We deal with different things within EU law and it is stated that provisions are made within EU law for individual member states to provide exemptions for VAT for certain activities in the public interest. It is huge that it refers to being in the public interest. Somebody is lagging. Somebody is not prepared to pick up the slack here. I do not know why this has taken so long. I have said it before that the one thing that is missing here 99% of the time is bloody common sense; that we cannot do it. This is not the first time we have got notification from the European Ombudsman to say we can do it. Pardon the pun, but there is not a noose tied around us and we have the freedom to make up our own mind sometimes, and if it is in the public interest then it should be done. I am definitely going to check up on that even if I have to write to the European Ombudsman to investigate it myself on the basis Mr. O'Sullivan was here appealing for a joined-up approach where all these vital services that are complementary to each other should be on a level playing field, which they currently are not. That causes a restriction and the ones who suffer are those who need it most, namely, the children and families who need assistance and help.

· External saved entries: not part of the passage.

//! Unit tests for the init and upgrade scripts
//!
//! These tests render scripts for the base schema and the derived fixture
//! and check tables, constraints, security functions and the persisted
//! schema document.

use store_schema_compiler::codegen::sql_init::{render_init, render_upgrade};

use crate::common::{count, load_base, load_fixture};

fn derived_init() -> String {
    render_init(&load_fixture("derived_schema.xml")).unwrap()
}

fn derived_upgrade() -> String {
    render_upgrade(&load_fixture("derived_schema.xml")).unwrap()
}

/// Position of `needle`, panicking with a readable message if missing
fn position(text: &str, needle: &str) -> usize {
    text.find(needle)
        .unwrap_or_else(|| panic!("Script should contain {:?}", needle))
}

// ============================================================================
// Script Structure Tests
// ============================================================================

#[test]
fn test_init_is_deterministic() {
    let schema = load_fixture("derived_schema.xml");
    assert_eq!(render_init(&schema).unwrap(), render_init(&schema).unwrap());
    assert_eq!(render_upgrade(&schema).unwrap(), render_upgrade(&schema).unwrap());
}

#[test]
fn test_init_starts_with_header_and_guards() {
    let sql = derived_init();
    assert!(sql.starts_with("-- This script was generated by store-schema-compiler.\n"));
    assert!(sql.contains("IF DB_NAME()='master'\nBEGIN\n    RAISERROR(N'"));
    assert!(sql.contains("SET XACT_ABORT ON\nSET IMPLICIT_TRANSACTIONS ON\n"));
    assert!(sql.ends_with("COMMIT TRANSACTION\nGO\n\n"));
}

#[test]
fn test_init_section_order() {
    let sql = derived_init();

    let sql_before = position(&sql, "PRINT 'Creating the training schema'");
    let configuration = position(&sql, "CREATE TABLE Configuration (");
    let role = position(&sql, "CREATE ROLE LearningStore");
    let enum_table = position(&sql, "CREATE TABLE [AttemptStatus](");
    let item_table = position(&sql, "CREATE TABLE [UserItem](");
    let foreign_key = position(&sql, "ADD CONSTRAINT FK_PackageItem_Owner");
    let first_function = position(&sql, "CREATE FUNCTION");
    let item_sql_after = position(&sql, "PRINT 'EnrollmentItem created'");
    let sql_after = position(&sql, "PRINT 'Training schema created'");
    let commit = position(&sql, "COMMIT TRANSACTION");

    assert!(sql_before < configuration);
    assert!(configuration < role);
    assert!(role < enum_table);
    assert!(enum_table < item_table);
    assert!(item_table < foreign_key);
    assert!(foreign_key < first_function);
    assert!(sql.rfind("CREATE FUNCTION").unwrap() < item_sql_after);
    assert!(item_sql_after < sql_after);
    assert!(sql_after < commit);
}

// ============================================================================
// Table Tests
// ============================================================================

#[test]
fn test_item_type_table_columns() {
    let sql = derived_init();
    assert!(sql.contains(
        "CREATE TABLE [EnrollmentItem](\n\
         \x20   Id bigint IDENTITY PRIMARY KEY NOT NULL,\n\
         \x20   [CourseId] bigint NOT NULL,\n\
         \x20   [LearnerId] bigint NOT NULL,\n\
         \x20   [Status] int,\n\
         \x20   [EnrolledOn] datetime NOT NULL DEFAULT {ts '2024-01-15 09:30:00.000'},\n\
         \x20   [Notes] nvarchar(max)\n\
         )\n\
         GRANT SELECT, INSERT, DELETE, UPDATE ON [EnrollmentItem] TO LearningStore\n"
    ));
}

#[test]
fn test_column_modifiers() {
    let sql = derived_init();
    assert!(sql.contains("    [Title] nvarchar(200) NOT NULL,\n"));
    assert!(sql.contains("    [Level] int NOT NULL DEFAULT 1,\n"));
    assert!(sql.contains("    [Syllabus] nvarchar(max) CHECK(LEN([Syllabus])<=20000),\n"));
    assert!(sql.contains("    [CourseGuid] uniqueidentifier ROWGUIDCOL NOT NULL DEFAULT NEWID()\n"));
    assert!(sql.contains("    [ScaledScore] float(24) CHECK(ScaledScore BETWEEN -1 AND 1),\n"));
    assert!(sql.contains("    [AudioCaptioning] bit NOT NULL DEFAULT 0,\n"));
    assert!(sql.contains("    [Warnings] xml DEFAULT NULL\n"));
    assert!(sql.contains("    [Department] nvarchar(100)\n"));
}

#[test]
fn test_foreign_keys() {
    let sql = derived_init();
    assert!(sql.contains(
        "ALTER TABLE [EnrollmentItem]\n\
         ADD CONSTRAINT FK_EnrollmentItem_CourseId FOREIGN KEY ([CourseId])\n\
         REFERENCES [CourseItem] (Id) ON DELETE CASCADE\n"
    ));
    assert!(sql.contains(
        "ALTER TABLE [EnrollmentItem]\n\
         ADD CONSTRAINT FK_EnrollmentItem_Status FOREIGN KEY ([Status])\n\
         REFERENCES [AttemptStatus] (Id)\n"
    ));
    assert!(sql.contains("CREATE INDEX EnrollmentItem_LearnerId ON EnrollmentItem(LearnerId)\n"));
}

#[test]
fn test_enum_table_inserts_first_name_of_each_value() {
    let sql = derived_init();
    assert!(sql.contains("SET IDENTITY_INSERT [CourseLevel] ON\n"));
    assert!(sql.contains("SET IDENTITY_INSERT [CourseLevel] OFF\n"));
    assert_eq!(count(&sql, "INSERT INTO [CourseLevel]("), 3);
    assert!(sql.contains("    3,\n    'Advanced'\n"));
    assert!(!sql.contains("'Expert'"));
}

// ============================================================================
// Security Function Tests
// ============================================================================

#[test]
fn test_security_functions_only_where_granted() {
    let sql = derived_init();

    assert!(sql.contains("CREATE FUNCTION [UserItem$DeleteSecurity](@UserKey nvarchar(250),@Id bigint)"));
    assert!(!sql.contains("[PackageItem$DeleteSecurity]"));
    assert!(!sql.contains("[EnrollmentItem$DeleteSecurity]"));
    assert!(!sql.contains("[CourseItem$AddSecurity]"));
    assert!(!sql.contains("[CourseItem$DefaultViewSecurity]"));
    assert!(!sql.contains("CREATE FUNCTION [DeleteAttemptRight]"));
    assert!(!sql.contains("[ActivityPackageItemView$Security]"));
}

#[test]
fn test_base_schema_alone_has_no_security_functions() {
    let sql = render_init(&load_base()).unwrap();
    assert!(!sql.contains("RETURNS bit"));
    assert_eq!(count(&sql, "$DefaultView](@UserKey nvarchar(250))"), 5);
}

#[test]
fn test_grant_expressions_are_combined_in_one_return() {
    let sql = derived_init();
    let combined = "    RETURN (CASE WHEN @Status$Changed = 1 THEN 0 ELSE 1 END) | \
                    (CASE WHEN @UserKey = N'admin' THEN 1 ELSE 0 END)\n";
    assert_eq!(count(&sql, combined), 1);
}

#[test]
fn test_update_security_parameters() {
    let sql = derived_init();
    assert!(sql.contains(
        "CREATE FUNCTION [EnrollmentItem$UpdateSecurity](@UserKey nvarchar(250),@Id bigint,\
         @CourseId$Changed bit,@CourseId bigint,\
         @LearnerId$Changed bit,@LearnerId bigint,\
         @Status$Changed bit,@Status int,\
         @EnrolledOn$Changed bit,@EnrolledOn datetime,\
         @Notes$Changed bit,@Notes nvarchar(max))\n\
         RETURNS bit\nAS\nBEGIN\n"
    ));
}

#[test]
fn test_add_security_parameters_carry_defaults() {
    let sql = derived_init();
    assert!(sql.contains(
        "CREATE FUNCTION [EnrollmentItem$AddSecurity](@UserKey nvarchar(250),\
         @CourseId bigint,@LearnerId bigint,@Status int,\
         @EnrolledOn datetime={ts '2024-01-15 09:30:00.000'},@Notes nvarchar(max))\n"
    ));
}

#[test]
fn test_view_and_right_functions() {
    let sql = derived_init();

    assert!(sql.contains(
        "CREATE FUNCTION [CourseEnrollmentView](@UserKey nvarchar(250),@CourseId bigint=NULL)\n\
         RETURNS TABLE\nAS\nRETURN (\n    SELECT E.LearnerId, U.Name AS LearnerName, C.Level\n"
    ));
    assert!(sql.contains("GRANT SELECT ON [CourseEnrollmentView] TO LearningStore\n"));
    assert!(sql.contains(
        "CREATE FUNCTION [CourseEnrollmentView$Security](@UserKey nvarchar(250),@CourseId bigint=NULL)\n"
    ));
    assert!(sql.contains(
        "CREATE FUNCTION [AttemptItemView$Security](@UserKey nvarchar(250),@LearnerId bigint=NULL)\n"
    ));
    assert!(sql.contains(
        "CREATE FUNCTION [EnrollRight](@UserKey nvarchar(250),@CourseId bigint=NULL,@LearnerId bigint=NULL)\n"
    ));
    assert!(sql.contains(
        "CREATE FUNCTION [CreateAttemptRight](@UserKey nvarchar(250),\
         @RootActivityId bigint=NULL,@LearnerId bigint=NULL,@CourseId bigint=NULL)\n"
    ));
    assert!(sql.contains("GRANT EXECUTE ON [EnrollRight] TO LearningStore\n"));
}

#[test]
fn test_default_views() {
    let sql = derived_init();
    assert!(sql.contains(
        "CREATE FUNCTION [CourseItem$DefaultView](@UserKey nvarchar(250))\n\
         RETURNS TABLE\nAS\nRETURN (\n\
         \x20   SELECT Id, [Title], [Level], [Syllabus], [Capacity], [CourseGuid]\n\
         \x20   FROM [CourseItem]\n\
         )\nGO\n"
    ));
    assert!(sql.contains(
        "CREATE FUNCTION [EnrollmentItem$DefaultViewSecurity](@UserKey nvarchar(250))\n"
    ));
}

// ============================================================================
// Persisted Schema Document Tests
// ============================================================================

#[test]
fn test_schema_document_records_functions() {
    let sql = derived_init();
    assert!(sql.contains(
        "'<ItemType Name=\"EnrollmentItem\" ViewFunction=\"EnrollmentItem$DefaultView\" \
         ViewSecurityFunction=\"EnrollmentItem$DefaultViewSecurity\" \
         AddSecurityFunction=\"EnrollmentItem$AddSecurity\" \
         UpdateSecurityFunction=\"EnrollmentItem$UpdateSecurity\">' +\n"
    ));
    assert!(sql.contains(
        "'<Property Name=\"CourseId\" TypeCode=\"1\" Nullable=\"false\" HasDefault=\"false\" \
         ReferencedItemTypeName=\"CourseItem\"/>' +\n"
    ));
    assert!(sql.contains(
        "'<View Name=\"CourseEnrollmentView\" Function=\"CourseEnrollmentView\" \
         SecurityFunction=\"CourseEnrollmentView$Security\">' +\n"
    ));
    assert!(sql.contains("'<Right Name=\"EnrollRight\" SecurityFunction=\"EnrollRight\">' +\n"));
    assert!(sql.contains("'<Right Name=\"DeleteAttemptRight\">' +\n"));
    assert!(sql.contains("'<Value Name=\"Expert\" Value=\"3\"/>' +\n"));
    assert!(sql.contains("SET @schema = @schema + '</StoreSchema>'\n"));
}

// ============================================================================
// Upgrade Script Tests
// ============================================================================

#[test]
fn test_upgrade_leaves_tables_alone() {
    let sql = derived_upgrade();
    assert!(!sql.contains("CREATE TABLE"));
    assert!(!sql.contains("INSERT INTO ["));
    assert!(!sql.contains("CREATE ROLE"));
    assert!(!sql.contains("$DefaultView](@UserKey"));
    assert!(!sql.contains("PRINT 'Creating the training schema'"));
}

#[test]
fn test_upgrade_guards_and_drops() {
    let sql = derived_upgrade();
    assert!(sql.contains("IF NOT EXISTS(SELECT * FROM INFORMATION_SCHEMA.TABLES WHERE TABLE_NAME='Configuration')\n"));
    assert!(sql.contains("DECLARE DropCursor CURSOR LOCAL FOR\n"));
    assert_eq!(count(&sql, "CROSS APPLY SchemaDefinition.nodes("), 7);
    assert!(sql.contains("SET @command = 'DROP FUNCTION [' + @name + ']'\n"));
    assert!(position(&sql, "DEALLOCATE DropCursor") < position(&sql, "CREATE FUNCTION"));
}

#[test]
fn test_upgrade_rewrites_schema_document() {
    let sql = derived_upgrade();
    assert!(sql.contains(
        "UPDATE Configuration SET SchemaDefinition.modify('delete /StoreSchema/View')\n"
    ));
    assert!(sql.contains(
        "UPDATE Configuration SET SchemaDefinition.modify('insert attribute \
         ViewSecurityFunction{\"EnrollmentItem$DefaultViewSecurity\"} \
         into /StoreSchema[1]/ItemType[@Name=\"EnrollmentItem\"][1]')\n"
    ));
    assert!(sql.contains(
        "UPDATE Configuration SET SchemaDefinition.modify('insert attribute \
         DeleteSecurityFunction{\"UserItem$DeleteSecurity\"} \
         into /StoreSchema[1]/ItemType[@Name=\"UserItem\"][1]')\n"
    ));
    // One dynamic insert per view and right
    assert_eq!(count(&sql, "EXEC(@command)"), 1 + 3 + 3);
}

#[test]
fn test_upgrade_recreates_functions() {
    let sql = derived_upgrade();
    assert!(sql.contains("CREATE FUNCTION [CourseEnrollmentView](@UserKey"));
    assert!(sql.contains("CREATE FUNCTION [EnrollmentItem$UpdateSecurity](@UserKey"));
    assert!(sql.contains("CREATE FUNCTION [EnrollmentItem$DefaultViewSecurity](@UserKey"));
    assert!(sql.ends_with("COMMIT TRANSACTION\nGO\n\n"));
}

That was a bit long-winded, but my main two points are about why there is not joined-up thinking here and how can we push on the so-called imaginary board, or jobs for the boys as I have called it, because that is what I am worried about here. There will be resistance. Everything should be on a level playing field. Mr. O'Sullivan made an important point about setting of the levels. Whether it is level 6, 7 or 8, it should be based on that. A person should be qualified enough. It does not make him or her better than the psychologist versus the counsellor versus the psychotherapist. There seems to be an awful resistance there.